Cancer rates are rising in young adults. Here’s how to lower your risk.
The population-level effects of obesity is concerning public heart experts.
Public health advances over the past decade have pushed down the rates of many cancers, particularly those—like lung cancer—caused by substances we now know are dangerous. On average, cancer deaths are trending downward. However, the rates of certain types of cancers linked to obesity, like colorectal and kidney cancer, are rising in young adults. People who are younger, reports a study published in The Lancet this week, have an increasing risk of developing these diseases.
The results of the study weren’t necessarily surprising, says Karen Basen-Engquist, director of the Center for Energy Balance in Cancer Prevention and Survivorship at the University of Texas MD Anderson Cancer Center. “We know that there are cancers that are linked to obesity; we know that obesity rates have been increasing. In some ways, we’ve been waiting for data to show that.” But the data, she says, were still striking. “Cancer is pretty rare in young people. When we see cancer rates rising in young people, it’s time to get worried.”

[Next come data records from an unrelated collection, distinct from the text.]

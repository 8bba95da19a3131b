//! # CLI Structure and Argument Parsing
//!
//! Command-line interface for `quire`, built with `clap` derive macros.
//!
//! ```bash
//! # Preview: shell only
//! quire generate "Sourdough Baking" --session-token my-session-01
//!
//! # Full document, waiting for the background sections
//! quire generate "Sourdough Baking" --session-token my-session-01 --full
//!
//! # Resume a document whose sections failed or were interrupted
//! quire generate "Sourdough Baking" --session-token my-session-01 --full --document-id doc_1a2b3c4d5e6f
//!
//! # Inspect stored state
//! quire show doc_1a2b3c4d5e6f --format json
//!
//! # Offline helpers
//! quire classify "Linear Algebra for Beginners"
//! quire config
//! ```

use clap::{Parser, Subcommand};

use crate::output::OutputFormat;

/// Main CLI structure for the `quire` command.
#[derive(Parser, Clone, Debug)]
#[command(name = "quire")]
#[command(version)]
#[command(about = "quire - turn a short topic into a long-form document", long_about = None)]
#[allow(clippy::struct_excessive_bools)]
pub struct Cli {
    #[command(subcommand)]
    pub command: Commands,

    /// Enable verbose logging
    #[arg(short = 'v', long, global = true)]
    pub verbose: bool,

    /// Suppress informational messages (only show errors)
    #[arg(short = 'q', long, global = true)]
    pub quiet: bool,

    /// Enable debug logging
    #[arg(long, global = true)]
    pub debug: bool,

    /// Disable all ANSI colors in output (also respects `NO_COLOR` env)
    #[arg(long = "no-color", global = true)]
    pub no_color: bool,
}

/// Available subcommands.
#[derive(Subcommand, Clone, Debug)]
pub enum Commands {
    /// Generate a document shell, optionally followed by every remaining section
    Generate {
        /// Topic to write about (at most 200 characters)
        topic: String,

        /// Caller session token (at least 10 characters)
        #[arg(long, env = "QUIRE_SESSION_TOKEN")]
        session_token: String,

        /// Generate the full document and wait for the background sections
        #[arg(long)]
        full: bool,

        /// Resume or upgrade an existing document
        #[arg(long, value_name = "ID")]
        document_id: Option<String>,

        /// Seconds to wait for in-flight sections after Ctrl-C
        #[arg(long, default_value_t = 10, value_name = "SECS")]
        grace: u64,

        /// Output format
        #[arg(short = 'f', long, value_enum, default_value = "text")]
        format: OutputFormat,
    },

    /// Show a stored document and the state of each section
    Show {
        /// Document id
        id: String,

        /// Print section bodies, not just their status
        #[arg(long)]
        content: bool,

        /// Output format
        #[arg(short = 'f', long, value_enum, default_value = "text")]
        format: OutputFormat,
    },

    /// Classify a topic without calling the backend
    Classify {
        /// Topic to classify
        topic: String,

        /// Output format
        #[arg(short = 'f', long, value_enum, default_value = "text")]
        format: OutputFormat,
    },

    /// Show the effective configuration (secrets redacted)
    Config {
        /// Print the config file path instead of its contents
        #[arg(long)]
        path: bool,

        /// Write the effective configuration to the config file
        #[arg(long, conflicts_with = "path")]
        init: bool,

        /// Output format
        #[arg(short = 'f', long, value_enum, default_value = "text")]
        format: OutputFormat,
    },
}

impl Commands {
    /// Output format selected for the command.
    pub const fn format(&self) -> OutputFormat {
        match self {
            Self::Generate { format, .. }
            | Self::Show { format, .. }
            | Self::Classify { format, .. }
            | Self::Config { format, .. } => *format,
        }
    }
}

#[cfg(test)]
#[allow(clippy::unwrap_used, clippy::panic)]
mod tests {
    use super::*;
    use clap::CommandFactory;

    #[test]
    fn test_cli_definition_is_valid() {
        Cli::command().debug_assert();
    }

    #[test]
    fn test_generate_parses_flags() {
        let cli = Cli::try_parse_from([
            "quire",
            "generate",
            "Sourdough Baking",
            "--session-token",
            "session-0123456789",
            "--full",
            "--document-id",
            "doc_abc",
            "-f",
            "json",
        ])
        .unwrap();

        match cli.command {
            Commands::Generate {
                topic,
                full,
                document_id,
                format,
                grace,
                ..
            } => {
                assert_eq!(topic, "Sourdough Baking");
                assert!(full);
                assert_eq!(document_id.as_deref(), Some("doc_abc"));
                assert_eq!(format, OutputFormat::Json);
                assert_eq!(grace, 10);
            },
            other => panic!("unexpected command {other:?}"),
        }
    }

    #[test]
    fn test_config_path_conflicts_with_init() {
        assert!(Cli::try_parse_from(["quire", "config", "--path", "--init"]).is_err());
    }
}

Research reliably shows the relationship between obesity and these types of cancers, Basen-Engquist says. For individuals, the strength of the link isn’t as strong as the one between smoking and cancer, for example—smoking is more likely to lead to cancer than obesity—but right now, she says, public health experts are more concerned about the population-level effect of obesity, because it affects more people.
Although it can reduce the risk of cancer (and other related health issues), losing weight and keeping it off is incredibly difficult. Barring that, though, people at risk for these types of cancers might be able to take other steps to stay healthier and reduce their cancer risk:
Cancer risk tends to go up in lockstep with body mass index, Basen-Engquist says, so keeping weight from creeping up might be a good way to keep chances of developing cancer from going up.
It’s much easier, she says, to not gain wait than it is to gain weight and then try to lose it.
On average, American adults gain around one to two pounds per year. “If you spend your 20s doing that, by the time you’re 30, you’re 10 to 20 pounds heavier,” Basen-Engquist says. “It’s important for people to think about preventing weight gain no matter what they’re at.”
Eat well and exercise
One way to keep from gaining more weight is to get regular exercise, and eat a healthy diet, Basen-Engquist says. Although they might not lead to weight loss, both can still help reduce cancer risk: Exercise, for one, can independently help prevent cancer. Inactivity alone, she says, regardless of weight, is a risk factor for cancer. “Exercise can be a factor that protects against cancer, and also prevents weight gain.”
In addition, a diet high in fiber and vegetables, and low in red meat, is associated with a lower overall risk of cancer, she says.
Eating that sort of diet is easier said than done, especially in places with limited access to (often more expensive) healthy foods. In those situations, it’s important to find the factors that are controllable, Basen-Engquist says. “Sugar sweetened beverages are one big issue.”
For people struggling with weight or obesity, cancer isn’t the only elevated health risk, Basen-Engquist says. But this research provides another point for doctors to discuss with patients. “Having this data about cancer provides an additional motivation and conversation topic,” she says.
Those conversations, she notes, shouldn’t just be about weight loss, and should include the behaviors that can help manage weight. “No one can just turn down dial on their weight. It’s important for providers to talk about exercise, diet, portion control.” They should also be thoughtful, and consider using language that makes patients feel comfortable. “People should be making sure they’re talking to patient in a way you’d liked to be talked to,” she says.